= Collection entries =

━━━

use std::io::ErrorKind;
use std::sync::Arc;

use async_trait::async_trait;
use log::{debug, error, info, trace};
use steward_client::steward::{StewardCommand, StewardDaemonError, StewardResponse};
use thiserror::Error;
use tokio::{net::UnixStream, select};
use tokio_util::sync::CancellationToken;
use utils::serde::json_framed::{JsonFramed, JsonFramedError};

use crate::managers::steward::{Steward, StewardError};

#[derive(Debug, Error)]
pub enum ClientError {
    #[error("Failed to read request: {0}")]
    ReadingRequestFail(#[source] JsonFramedError),
    #[error("Failed to send response: {0}")]
    SendingResponseFail(#[source] JsonFramedError),
}

#[async_trait]
pub trait Client {
    async fn handle_connection(
        steward: Arc<dyn Steward + Send + Sync>,
        socket: UnixStream,
        token: Arc<CancellationToken>,
    ) -> Result<(), ClientError>;
}

type Communicator = JsonFramed<UnixStream, StewardCommand, StewardResponse>;

pub struct ClientHandler {
    steward: Arc<dyn Steward + Send + Sync>,
    communicator: Communicator,
    token: Arc<CancellationToken>,
}

impl ClientHandler {
    pub async fn handle_requests(&mut self) -> Result<(), ClientError> {
        loop {
            select! {
                request = self.communicator.recv() => {
                    match request {
                        Ok(command) => {
                            let response = self.handle_command(command).await;
                            self.respond(response).await?;
                        }
                        Err(JsonFramedError::StreamIsClosed()) => {
                            debug!("Client disconnected.");
                            break;
                        }
                        Err(JsonFramedError::SerdeReadError(err)) if err.kind() == ErrorKind::InvalidData => {
                            error!("Received unrecognised command: {err}");
                            self.respond(StewardResponse::Error {
                                steward_error: StewardDaemonError::UnknownCommand,
                            }).await?;
                        }
                        Err(err) => {
                            return Err(ClientError::ReadingRequestFail(err));
                        }
                    }
                }
                _ = self.token.cancelled() => {
                    break;
                }
            }
        }
        Ok(())
    }

    async fn respond(&mut self, response: StewardResponse) -> Result<(), ClientError> {
        trace!("Sending response: {response:?}");
        self.communicator
            .send(response)
            .await
            .map_err(ClientError::SendingResponseFail)
    }

    async fn handle_command(&self, command: StewardCommand) -> StewardResponse {
        debug!("Handling command: {command:?}");
        match self.execute(command).await {
            Ok(response) => response,
            Err(err) => {
                error!("Steward operation failed: {err}");
                StewardResponse::Error {
                    steward_error: StewardDaemonError::StewardDaemonFail {
                        message: err.to_string(),
                    },
                }
            }
        }
    }

    async fn execute(&self, command: StewardCommand) -> Result<StewardResponse, StewardError> {
        let steward = &self.steward;
        Ok(match command {
            StewardCommand::AddProxy { uri, auto_deploy } => {
                info!("Adding proxy.");
                let added = steward.add_proxy(&uri, auto_deploy.into()).await?;
                info!("Added proxy: {}", added.overview.proxy);
                StewardResponse::AddedProxy {
                    added: added.into(),
                }
            }
            StewardCommand::ListProxies => StewardResponse::ListedProxies {
                proxies: steward.list_proxies().into_iter().map(Into::into).collect(),
            },
            StewardCommand::TestProxy { id } => {
                info!("Testing proxy: {id}");
                StewardResponse::TestedProxy {
                    health: steward.test_proxy(&id).await?.into(),
                }
            }
            StewardCommand::InspectProxyRemoval { id } => StewardResponse::RemovalPreview {
                preview: steward.inspect_proxy_removal(&id)?.into(),
            },
            StewardCommand::ConfirmProxyRemoval { id } => {
                info!("Removing proxy: {id}");
                let report = steward.confirm_proxy_removal(&id).await?;
                info!("Proxy: {id} removed.");
                StewardResponse::ProxyRemoved {
                    report: report.into(),
                }
            }
            StewardCommand::AbortProxyRemoval { id } => {
                steward.abort_proxy_removal(&id)?;
                info!("Removal of proxy: {id} aborted.");
                StewardResponse::Ok
            }
            StewardCommand::DeployApp { request } => {
                info!("Deploying app: {}", request.app_id);
                let instance = steward.deploy_app(request.into()).await?;
                info!("Deployed instance: {}", instance.id);
                StewardResponse::DeployedApp {
                    instance: instance.into(),
                }
            }
            StewardCommand::DeployAppWithProxies { request } => {
                info!(
                    "Deploying app: {} locally and behind {} proxies",
                    request.app_id,
                    request.proxy_ids.len()
                );
                StewardResponse::BatchDeployed {
                    report: steward.deploy_app_with_proxies(request.into()).await?.into(),
                }
            }
            StewardCommand::DeployAppsOnProxy { proxy_id, app_ids } => {
                info!("Deploying {app_ids:?} behind proxy: {proxy_id}");
                StewardResponse::DeployedOnProxy {
                    outcomes: steward
                        .deploy_apps_on_proxy(&proxy_id, &app_ids)
                        .await?
                        .into_iter()
                        .map(Into::into)
                        .collect(),
                }
            }
            StewardCommand::ListInstances { app_id, proxy_id } => {
                StewardResponse::ListedInstances {
                    instances: steward
                        .list_instances(app_id, proxy_id)
                        .into_iter()
                        .map(Into::into)
                        .collect(),
                }
            }
            StewardCommand::RemoveInstance { id } => {
                info!("Removing instance: {id}");
                steward.remove_instance(&id).await?;
                StewardResponse::Ok
            }
            StewardCommand::RemoveApp { app_id } => {
                info!("Removing app: {app_id}");
                StewardResponse::RemovedApp {
                    removed_instances: steward.remove_app(&app_id).await?,
                }
            }
            StewardCommand::ListContainers => StewardResponse::ListedContainers {
                containers: steward
                    .list_containers()
                    .await?
                    .into_iter()
                    .map(Into::into)
                    .collect(),
            },
            StewardCommand::StartContainer { name } => {
                steward.start_container(&name).await?;
                StewardResponse::Ok
            }
            StewardCommand::StopContainer { name } => {
                steward.stop_container(&name).await?;
                StewardResponse::Ok
            }
            StewardCommand::RestartContainer { name } => {
                steward.restart_container(&name).await?;
                StewardResponse::Ok
            }
            StewardCommand::ContainerLogs { name, tail } => StewardResponse::ContainerLogs {
                logs: steward.container_logs(&name, tail).await?,
            },
            StewardCommand::ContainerEnvironment { name } => {
                StewardResponse::ContainerEnvironment {
                    variables: steward.container_env(&name).await?,
                }
            }
            StewardCommand::ListConfiguredApps => StewardResponse::ListedConfiguredApps {
                app_ids: steward.configured_apps().await?,
            },
            StewardCommand::ListManifests => StewardResponse::ListedManifests {
                manifests: steward
                    .list_manifests()
                    .into_iter()
                    .map(super::client_helper::manifest_description)
                    .collect(),
            },
            StewardCommand::Dashboard => StewardResponse::Dashboard {
                summary: steward.dashboard().await?.into(),
            },
            StewardCommand::RefreshStatuses => StewardResponse::RefreshedStatuses {
                changed: steward.refresh_statuses().await?,
            },
        })
    }
}

#[async_trait]
impl Client for ClientHandler {
    async fn handle_connection(
        steward: Arc<dyn Steward + Send + Sync>,
        socket: UnixStream,
        token: Arc<CancellationToken>,
    ) -> Result<(), ClientError> {
        let mut handler = ClientHandler {
            steward,
            communicator: Communicator::new(socket),
            token,
        };
        handler.handle_requests().await
    }
}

━━━

= TASK REQUIREMENTS =
Retrieve all lines from the data that contain the string "trace".

= RESPONSE =
use log::{debug, error, info, trace};
        trace!("Sending response: {response:?}");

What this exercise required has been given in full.